Task goal >>
Word for word, write out all of the data below.

Data in this exercise >>
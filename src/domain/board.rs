use crate::{
    config::BoardConfig,
    domain::{
        card::{cards_in_column, default_cards, Card, CardId},
        column::{Column, ColumnId, ColumnRegistry},
        event::{DragEnd, DragStart, DraggableLocation},
        gate::{AdjacencyGate, DragState},
        movement::{move_card, ColumnPartition},
    },
    error::{Result, StepboardError},
};
use serde::{Deserialize, Serialize};

/// What a finished drag did to the board
#[derive(Debug, Clone, PartialEq, Eq)]
pub enum DropOutcome {
    /// Released outside every column; nothing changed
    Cancelled,
    /// Dropped back into its own column; reordering is not supported
    Unchanged,
    Moved {
        card: CardId,
        from: ColumnId,
        to: ColumnId,
    },
}

/// A draggable card as handed to the renderer
#[derive(Debug, Clone, PartialEq, Eq, Serialize, Deserialize)]
#[serde(rename_all = "camelCase")]
pub struct DraggableView {
    pub draggable_id: String,
    pub index: usize,
    pub name: String,
}

/// A droppable column as handed to the renderer
#[derive(Debug, Clone, PartialEq, Eq, Serialize, Deserialize)]
#[serde(rename_all = "camelCase")]
pub struct ColumnView {
    pub column_type: ColumnId,
    pub display_name: String,
    pub index: u32,
    pub drop_disabled: bool,
    pub cards: Vec<DraggableView>,
}

/// Everything needed to draw the board
#[derive(Debug, Clone, PartialEq, Eq, Serialize, Deserialize)]
pub struct BoardView {
    pub name: String,
    pub columns: Vec<ColumnView>,
}

/// Kanban board state
#[derive(Debug)]
pub struct Board {
    name: String,
    registry: ColumnRegistry,
    cards: Vec<Card>,
    gate: AdjacencyGate,
}

impl Board {
    /// Creates a board from a validated configuration, seeding its cards
    pub fn new(config: BoardConfig) -> Result<Self> {
        config.validate()?;
        let registry = config.registry()?;

        Ok(Self {
            name: config.name,
            registry,
            cards: config.cards,
            gate: AdjacencyGate::new(),
        })
    }

    pub fn name(&self) -> &str {
        &self.name
    }

    pub fn columns(&self) -> &ColumnRegistry {
        &self.registry
    }

    /// All cards on the board
    pub fn cards(&self) -> &[Card] {
        &self.cards
    }

    /// Cards of one column in display order
    pub fn cards_in(&self, column: &ColumnId) -> Vec<Card> {
        cards_in_column(&self.cards, column)
    }

    pub fn card(&self, id: &CardId) -> Option<&Card> {
        self.cards.iter().find(|c| &c.id == id)
    }

    pub fn drag_state(&self) -> &DragState {
        self.gate.state()
    }

    /// Whether the given column accepts a drop right now
    pub fn is_drop_enabled(&self, column: &ColumnId) -> bool {
        self.registry
            .find(column)
            .map(|col| self.gate.is_drop_enabled(col))
            .unwrap_or(false)
    }

    /// Records where a drag began
    ///
    /// An unknown source column leaves the board idle.
    pub fn on_drag_start(&mut self, event: &DragStart) -> Result<()> {
        let origin = &event.source.droppable_id;
        let column = match self.registry.require(origin) {
            Ok(column) => column,
            Err(err) => {
                tracing::warn!(column = %origin, "Drag started from unknown column");
                self.gate.end();
                return Err(err);
            }
        };

        tracing::debug!(
            draggable = %event.draggable_id,
            column = %origin,
            origin_index = column.index,
            "Drag started"
        );
        self.gate.begin(column.index, origin.clone());
        Ok(())
    }

    /// Applies the end of a drag
    ///
    /// The board is idle again afterwards regardless of the outcome. Errors
    /// never leave the card list partially modified.
    pub fn on_drag_end(&mut self, event: DragEnd) -> Result<DropOutcome> {
        let state = self.gate.end();

        let (source, destination) = match event {
            DragEnd::DroppedOutside { source } => {
                tracing::debug!(column = %source.droppable_id, "Drag dropped outside the board");
                return Ok(DropOutcome::Cancelled);
            }
            DragEnd::DroppedOn {
                source,
                destination,
            } => (source, destination),
        };

        if source.droppable_id == destination.droppable_id {
            tracing::debug!(column = %source.droppable_id, "Drag dropped into its own column");
            return Ok(DropOutcome::Unchanged);
        }

        self.registry.require(&source.droppable_id)?;
        let target = self.registry.require(&destination.droppable_id)?;

        if let DragState::Dragging { origin, .. } = &state {
            if origin != &source.droppable_id {
                tracing::warn!(
                    origin = %origin,
                    from = %source.droppable_id,
                    "Rejected drop whose source differs from the drag origin"
                );
                return Err(StepboardError::DropRejected {
                    from: source.droppable_id.to_string(),
                    to: destination.droppable_id.to_string(),
                });
            }
        }

        // Judge against the state the drag was running under
        let gate = AdjacencyGate::from_state(state);
        if !gate.is_drop_enabled(target) {
            tracing::warn!(
                from = %source.droppable_id,
                to = %destination.droppable_id,
                "Rejected drop onto a non-adjacent column"
            );
            return Err(StepboardError::DropRejected {
                from: source.droppable_id.to_string(),
                to: destination.droppable_id.to_string(),
            });
        }

        self.apply_move(&source, &destination)
    }

    fn apply_move(
        &mut self,
        source: &DraggableLocation,
        destination: &DraggableLocation,
    ) -> Result<DropOutcome> {
        let source_cards = self.cards_in(&source.droppable_id);
        let dest_cards = self.cards_in(&destination.droppable_id);

        let partition = move_card(&source_cards, &dest_cards, source, destination)?;
        // move_card has checked the source index
        let card = source_cards[source.index].id;

        self.apply_partition(partition);

        tracing::info!(
            card = %card,
            from = %source.droppable_id,
            to = %destination.droppable_id,
            position = destination.index,
            "Moved card"
        );

        Ok(DropOutcome::Moved {
            card,
            from: source.droppable_id.clone(),
            to: destination.droppable_id.clone(),
        })
    }

    /// Replaces the listed columns' cards, keeping every other column as is
    fn apply_partition(&mut self, mut partition: ColumnPartition) {
        let mut cards = Vec::with_capacity(self.cards.len());
        for column in self.registry.iter() {
            match partition.remove(&column.column_type) {
                Some(replaced) => cards.extend(replaced),
                None => cards.extend(cards_in_column(&self.cards, &column.column_type)),
            }
        }
        self.cards = cards;
    }

    /// Snapshot for the renderer, columns in index order
    pub fn view(&self) -> BoardView {
        let columns = self
            .registry
            .iter()
            .map(|column| self.column_view(column))
            .collect();

        BoardView {
            name: self.name.clone(),
            columns,
        }
    }

    fn column_view(&self, column: &Column) -> ColumnView {
        let cards = self
            .cards_in(&column.column_type)
            .into_iter()
            .enumerate()
            .map(|(index, card)| DraggableView {
                draggable_id: card.draggable_id(),
                index,
                name: card.name,
            })
            .collect();

        ColumnView {
            column_type: column.column_type.clone(),
            display_name: column.display_name.clone(),
            index: column.index,
            drop_disabled: !self.gate.is_drop_enabled(column),
            cards,
        }
    }
}

impl Default for Board {
    fn default() -> Self {
        Self {
            name: BoardConfig::default().name,
            registry: ColumnRegistry::default(),
            cards: default_cards(),
            gate: AdjacencyGate::new(),
        }
    }
}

Response >>
filename src/domain/board.rs
use crate::{
    config::BoardConfig,
    domain::{
        card::{cards_in_column, default_cards, Card, CardId},
        column::{Column, ColumnId, ColumnRegistry},
        event::{DragEnd, DragStart, DraggableLocation},
        gate::{AdjacencyGate, DragState},
        movement::{move_card, ColumnPartition},
    },
    error::{Result, StepboardError},
};
use serde::{Deserialize, Serialize};

/// What a finished drag did to the board
#[derive(Debug, Clone, PartialEq, Eq)]
pub enum DropOutcome {
    /// Released outside every column; nothing changed
    Cancelled,
    /// Dropped back into its own column; reordering is not supported
    Unchanged,
    Moved {
        card: CardId,
        from: ColumnId,
        to: ColumnId,
    },
}

/// A draggable card as handed to the renderer
#[derive(Debug, Clone, PartialEq, Eq, Serialize, Deserialize)]
#[serde(rename_all = "camelCase")]
pub struct DraggableView {
    pub draggable_id: String,
    pub index: usize,
    pub name: String,
}

/// A droppable column as handed to the renderer
#[derive(Debug, Clone, PartialEq, Eq, Serialize, Deserialize)]
#[serde(rename_all = "camelCase")]
pub struct ColumnView {
    pub column_type: ColumnId,
    pub display_name: String,
    pub index: u32,
    pub drop_disabled: bool,
    pub cards: Vec<DraggableView>,
}

/// Everything needed to draw the board
#[derive(Debug, Clone, PartialEq, Eq, Serialize, Deserialize)]
pub struct BoardView {
    pub name: String,
    pub columns: Vec<ColumnView>,
}

/// Kanban board state
#[derive(Debug)]
pub struct Board {
    name: String,
    registry: ColumnRegistry,
    cards: Vec<Card>,
    gate: AdjacencyGate,
}

impl Board {
    /// Creates a board from a validated configuration, seeding its cards
    pub fn new(config: BoardConfig) -> Result<Self> {
        config.validate()?;
        let registry = config.registry()?;

        Ok(Self {
            name: config.name,
            registry,
            cards: config.cards,
            gate: AdjacencyGate::new(),
        })
    }

    pub fn name(&self) -> &str {
        &self.name
    }

    pub fn columns(&self) -> &ColumnRegistry {
        &self.registry
    }

    /// All cards on the board
    pub fn cards(&self) -> &[Card] {
        &self.cards
    }

    /// Cards of one column in display order
    pub fn cards_in(&self, column: &ColumnId) -> Vec<Card> {
        cards_in_column(&self.cards, column)
    }

    pub fn card(&self, id: &CardId) -> Option<&Card> {
        self.cards.iter().find(|c| &c.id == id)
    }

    pub fn drag_state(&self) -> &DragState {
        self.gate.state()
    }

    /// Whether the given column accepts a drop right now
    pub fn is_drop_enabled(&self, column: &ColumnId) -> bool {
        self.registry
            .find(column)
            .map(|col| self.gate.is_drop_enabled(col))
            .unwrap_or(false)
    }

    /// Records where a drag began
    ///
    /// An unknown source column leaves the board idle.
    pub fn on_drag_start(&mut self, event: &DragStart) -> Result<()> {
        let origin = &event.source.droppable_id;
        let column = match self.registry.require(origin) {
            Ok(column) => column,
            Err(err) => {
                tracing::warn!(column = %origin, "Drag started from unknown column");
                self.gate.end();
                return Err(err);
            }
        };

        tracing::debug!(
            draggable = %event.draggable_id,
            column = %origin,
            origin_index = column.index,
            "Drag started"
        );
        self.gate.begin(column.index, origin.clone());
        Ok(())
    }

    /// Applies the end of a drag
    ///
    /// The board is idle again afterwards regardless of the outcome. Errors
    /// never leave the card list partially modified.
    pub fn on_drag_end(&mut self, event: DragEnd) -> Result<DropOutcome> {
        let state = self.gate.end();

        let (source, destination) = match event {
            DragEnd::DroppedOutside { source } => {
                tracing::debug!(column = %source.droppable_id, "Drag dropped outside the board");
                return Ok(DropOutcome::Cancelled);
            }
            DragEnd::DroppedOn {
                source,
                destination,
            } => (source, destination),
        };

        if source.droppable_id == destination.droppable_id {
            tracing::debug!(column = %source.droppable_id, "Drag dropped into its own column");
            return Ok(DropOutcome::Unchanged);
        }

        self.registry.require(&source.droppable_id)?;
        let target = self.registry.require(&destination.droppable_id)?;

        if let DragState::Dragging { origin, .. } = &state {
            if origin != &source.droppable_id {
                tracing::warn!(
                    origin = %origin,
                    from = %source.droppable_id,
                    "Rejected drop whose source differs from the drag origin"
                );
                return Err(StepboardError::DropRejected {
                    from: source.droppable_id.to_string(),
                    to: destination.droppable_id.to_string(),
                });
            }
        }

        // Judge against the state the drag was running under
        let gate = AdjacencyGate::from_state(state);
        if !gate.is_drop_enabled(target) {
            tracing::warn!(
                from = %source.droppable_id,
                to = %destination.droppable_id,
                "Rejected drop onto a non-adjacent column"
            );
            return Err(StepboardError::DropRejected {
                from: source.droppable_id.to_string(),
                to: destination.droppable_id.to_string(),
            });
        }

        self.apply_move(&source, &destination)
    }

    fn apply_move(
        &mut self,
        source: &DraggableLocation,
        destination: &DraggableLocation,
    ) -> Result<DropOutcome> {
        let source_cards = self.cards_in(&source.droppable_id);
        let dest_cards = self.cards_in(&destination.droppable_id);

        let partition = move_card(&source_cards, &dest_cards, source, destination)?;
        // move_card has checked the source index
        let card = source_cards[source.index].id;

        self.apply_partition(partition);

        tracing::info!(
            card = %card,
            from = %source.droppable_id,
            to = %destination.droppable_id,
            position = destination.index,
            "Moved card"
        );

        Ok(DropOutcome::Moved {
            card,
            from: source.droppable_id.clone(),
            to: destination.droppable_id.clone(),
        })
    }

    /// Replaces the listed columns' cards, keeping every other column as is
    fn apply_partition(&mut self, mut partition: ColumnPartition) {
        let mut cards = Vec::with_capacity(self.cards.len());
        for column in self.registry.iter() {
            match partition.remove(&column.column_type) {
                Some(replaced) => cards.extend(replaced),
                None => cards.extend(cards_in_column(&self.cards, &column.column_type)),
            }
        }
        self.cards = cards;
    }

    /// Snapshot for the renderer, columns in index order
    pub fn view(&self) -> BoardView {
        let columns = self
            .registry
            .iter()
            .map(|column| self.column_view(column))
            .collect();

        BoardView {
            name: self.name.clone(),
            columns,
        }
    }

    fn column_view(&self, column: &Column) -> ColumnView {
        let cards = self
            .cards_in(&column.column_type)
            .into_iter()
            .enumerate()
            .map(|(index, card)| DraggableView {
                draggable_id: card.draggable_id(),
                index,
                name: card.name,
            })
            .collect();

        ColumnView {
            column_type: column.column_type.clone(),
            display_name: column.display_name.clone(),
            index: column.index,
            drop_disabled: !self.gate.is_drop_enabled(column),
            cards,
        }
    }
}

impl Default for Board {
    fn default() -> Self {
        Self {
            name: BoardConfig::default().name,
            registry: ColumnRegistry::default(),
            cards: default_cards(),
            gate: AdjacencyGate::new(),
        }
    }
}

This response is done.